Instructions for the task
Every line of the listing should be transcribed exactly, with nothing left out.

======== Supplied records

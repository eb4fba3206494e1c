//! Shared command utilities

use anyhow::{Context, Result};
use rescue_core::EngineConfig;
use rescue_effects::InMemoryChainHandler;
use serde::Serialize;
use std::path::{Path, PathBuf};
use std::sync::Arc;
use tracing_subscriber::EnvFilter;

/// Load the engine configuration.
///
/// When `path` does not exist the per-user file under the platform config
/// directory is tried before falling back to defaults.
pub fn load_config(path: &Path) -> Result<EngineConfig> {
    let path = if path.exists() {
        path.to_path_buf()
    } else {
        user_config_path()
            .filter(|candidate| candidate.exists())
            .unwrap_or_else(|| path.to_path_buf())
    };
    EngineConfig::load(&path)
        .with_context(|| format!("failed to load config from {}", path.display()))
}

fn user_config_path() -> Option<PathBuf> {
    dirs::config_dir().map(|dir| dir.join("rescue").join("config.toml"))
}

/// Install the `tracing` subscriber. Logs go to stderr so `--json` output
/// stays parseable.
pub fn init_logging(verbose: bool, config: &EngineConfig) {
    let directive = if verbose {
        "debug".to_string()
    } else {
        config.log_filter.clone().unwrap_or_else(|| "info".to_string())
    };
    let filter = EnvFilter::try_from_default_env().unwrap_or_else(|_| EnvFilter::new(directive));
    tracing_subscriber::fmt()
        .with_env_filter(filter)
        .with_writer(std::io::stderr)
        .init();
}

/// Open a chain snapshot file.
pub fn open_chain(path: &Path) -> Result<Arc<InMemoryChainHandler>> {
    let chain = InMemoryChainHandler::from_file(path)
        .with_context(|| format!("failed to load chain snapshot {}", path.display()))?;
    tracing::info!(
        path = %path.display(),
        block = chain.snapshot().block_height(),
        entries = chain.snapshot().len(),
        "chain snapshot loaded"
    );
    Ok(Arc::new(chain))
}

/// Human or JSON output.
#[derive(Debug, Clone, Copy)]
pub struct Output {
    json: bool,
}

impl Output {
    pub fn new(json: bool) -> Self {
        Self { json }
    }

    pub fn is_json(&self) -> bool {
        self.json
    }

    /// Print `value` as pretty JSON.
    pub fn json<T: Serialize>(&self, value: &T) -> Result<()> {
        println!("{}", serde_json::to_string_pretty(value)?);
        Ok(())
    }

    /// Print an aligned `label: value` line.
    pub fn field(&self, label: &str, value: impl std::fmt::Display) {
        println!("{label:<18} {value}");
    }

    pub fn heading(&self, title: &str) {
        println!("=== {title} ===");
    }
}

/// Render an optional value, `-` when missing.
pub fn or_dash<T: std::fmt::Display>(value: Option<T>) -> String {
    value.map_or_else(|| "-".to_string(), |v| v.to_string())
}

#[cfg(test)]
mod tests {
    use super::*;
    use std::io::Write;

    #[test]
    fn test_load_config_reads_explicit_file() {
        let mut file = tempfile::NamedTempFile::new().unwrap();
        writeln!(file, "block_time_secs = 12").unwrap();
        let config = load_config(file.path()).unwrap();
        assert_eq!(config.block_time_secs, 12);
    }

    #[test]
    fn test_open_chain_reports_path() {
        let dir = tempfile::tempdir().unwrap();
        let missing = dir.path().join("chain.json");
        let err = open_chain(&missing).unwrap_err();
        assert!(err.to_string().contains("chain.json"));
    }

    #[test]
    fn test_or_dash() {
        assert_eq!(or_dash(Some(3)), "3");
        assert_eq!(or_dash::<u32>(None), "-");
    }
}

================

Answer for this exercise
repository eb4fba3206494e1c
//! Shared command utilities

use anyhow::{Context, Result};
use rescue_core::EngineConfig;
use rescue_effects::InMemoryChainHandler;
use serde::Serialize;
use std::path::{Path, PathBuf};
use std::sync::Arc;
use tracing_subscriber::EnvFilter;

/// Load the engine configuration.
///
/// When `path` does not exist the per-user file under the platform config
/// directory is tried before falling back to defaults.
pub fn load_config(path: &Path) -> Result<EngineConfig> {
    let path = if path.exists() {
        path.to_path_buf()
    } else {
        user_config_path()
            .filter(|candidate| candidate.exists())
            .unwrap_or_else(|| path.to_path_buf())
    };
    EngineConfig::load(&path)
        .with_context(|| format!("failed to load config from {}", path.display()))
}

fn user_config_path() -> Option<PathBuf> {
    dirs::config_dir().map(|dir| dir.join("rescue").join("config.toml"))
}

/// Install the `tracing` subscriber. Logs go to stderr so `--json` output
/// stays parseable.
pub fn init_logging(verbose: bool, config: &EngineConfig) {
    let directive = if verbose {
        "debug".to_string()
    } else {
        config.log_filter.clone().unwrap_or_else(|| "info".to_string())
    };
    let filter = EnvFilter::try_from_default_env().unwrap_or_else(|_| EnvFilter::new(directive));
    tracing_subscriber::fmt()
        .with_env_filter(filter)
        .with_writer(std::io::stderr)
        .init();
}

/// Open a chain snapshot file.
pub fn open_chain(path: &Path) -> Result<Arc<InMemoryChainHandler>> {
    let chain = InMemoryChainHandler::from_file(path)
        .with_context(|| format!("failed to load chain snapshot {}", path.display()))?;
    tracing::info!(
        path = %path.display(),
        block = chain.snapshot().block_height(),
        entries = chain.snapshot().len(),
        "chain snapshot loaded"
    );
    Ok(Arc::new(chain))
}

/// Human or JSON output.
#[derive(Debug, Clone, Copy)]
pub struct Output {
    json: bool,
}

impl Output {
    pub fn new(json: bool) -> Self {
        Self { json }
    }

    pub fn is_json(&self) -> bool {
        self.json
    }

    /// Print `value` as pretty JSON.
    pub fn json<T: Serialize>(&self, value: &T) -> Result<()> {
        println!("{}", serde_json::to_string_pretty(value)?);
        Ok(())
    }

    /// Print an aligned `label: value` line.
    pub fn field(&self, label: &str, value: impl std::fmt::Display) {
        println!("{label:<18} {value}");
    }

    pub fn heading(&self, title: &str) {
        println!("=== {title} ===");
    }
}

/// Render an optional value, `-` when missing.
pub fn or_dash<T: std::fmt::Display>(value: Option<T>) -> String {
    value.map_or_else(|| "-".to_string(), |v| v.to_string())
}

#[cfg(test)]
mod tests {
    use super::*;
    use std::io::Write;

    #[test]
    fn test_load_config_reads_explicit_file() {
        let mut file = tempfile::NamedTempFile::new().unwrap();
        writeln!(file, "block_time_secs = 12").unwrap();
        let config = load_config(file.path()).unwrap();
        assert_eq!(config.block_time_secs, 12);
    }

    #[test]
    fn test_open_chain_reports_path() {
        let dir = tempfile::tempdir().unwrap();
        let missing = dir.path().join("chain.json");
        let err = open_chain(&missing).unwrap_err();
        assert!(err.to_string().contains("chain.json"));
    }

    #[test]
    fn test_or_dash() {
        assert_eq!(or_dash(Some(3)), "3");
        assert_eq!(or_dash::<u32>(None), "-");
    }
}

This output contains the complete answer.